INSTRUCTIONS FOR THE TASK
How many lines in the material below contain the string "SchemaValidation"? Answer with the number alone.

MATERIAL TO PROCESS
+++++

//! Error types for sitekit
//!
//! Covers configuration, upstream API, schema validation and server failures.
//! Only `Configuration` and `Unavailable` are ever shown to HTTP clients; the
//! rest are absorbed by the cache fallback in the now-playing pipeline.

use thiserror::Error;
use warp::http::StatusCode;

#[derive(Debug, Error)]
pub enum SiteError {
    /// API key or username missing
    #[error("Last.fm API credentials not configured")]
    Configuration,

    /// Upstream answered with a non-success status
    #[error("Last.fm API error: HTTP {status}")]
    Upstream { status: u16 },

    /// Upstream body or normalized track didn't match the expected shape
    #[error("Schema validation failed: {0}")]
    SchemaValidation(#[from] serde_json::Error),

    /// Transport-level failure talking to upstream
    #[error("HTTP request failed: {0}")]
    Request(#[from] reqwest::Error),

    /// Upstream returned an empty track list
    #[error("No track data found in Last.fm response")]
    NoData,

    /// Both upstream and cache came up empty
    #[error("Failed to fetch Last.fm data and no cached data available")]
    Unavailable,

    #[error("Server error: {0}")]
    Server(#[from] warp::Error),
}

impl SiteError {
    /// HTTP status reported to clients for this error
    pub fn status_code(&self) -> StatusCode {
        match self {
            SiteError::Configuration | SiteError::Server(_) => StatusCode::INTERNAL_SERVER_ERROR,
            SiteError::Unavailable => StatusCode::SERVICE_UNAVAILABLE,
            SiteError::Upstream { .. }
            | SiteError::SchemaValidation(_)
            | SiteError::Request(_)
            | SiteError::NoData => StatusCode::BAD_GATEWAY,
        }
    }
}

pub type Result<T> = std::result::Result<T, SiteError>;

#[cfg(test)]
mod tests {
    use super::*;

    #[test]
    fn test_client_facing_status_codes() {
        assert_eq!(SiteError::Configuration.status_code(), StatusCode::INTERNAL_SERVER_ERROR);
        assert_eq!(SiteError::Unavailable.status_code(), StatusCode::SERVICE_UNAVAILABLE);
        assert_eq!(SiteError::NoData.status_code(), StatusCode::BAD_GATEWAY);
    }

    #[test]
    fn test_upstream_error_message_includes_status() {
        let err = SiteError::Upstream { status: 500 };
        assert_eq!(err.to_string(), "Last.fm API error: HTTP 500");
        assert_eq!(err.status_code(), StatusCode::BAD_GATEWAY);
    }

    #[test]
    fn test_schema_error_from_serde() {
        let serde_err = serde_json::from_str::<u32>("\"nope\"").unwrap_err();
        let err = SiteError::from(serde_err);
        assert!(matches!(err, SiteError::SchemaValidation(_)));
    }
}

+++++

WRITTEN RESPONSE
3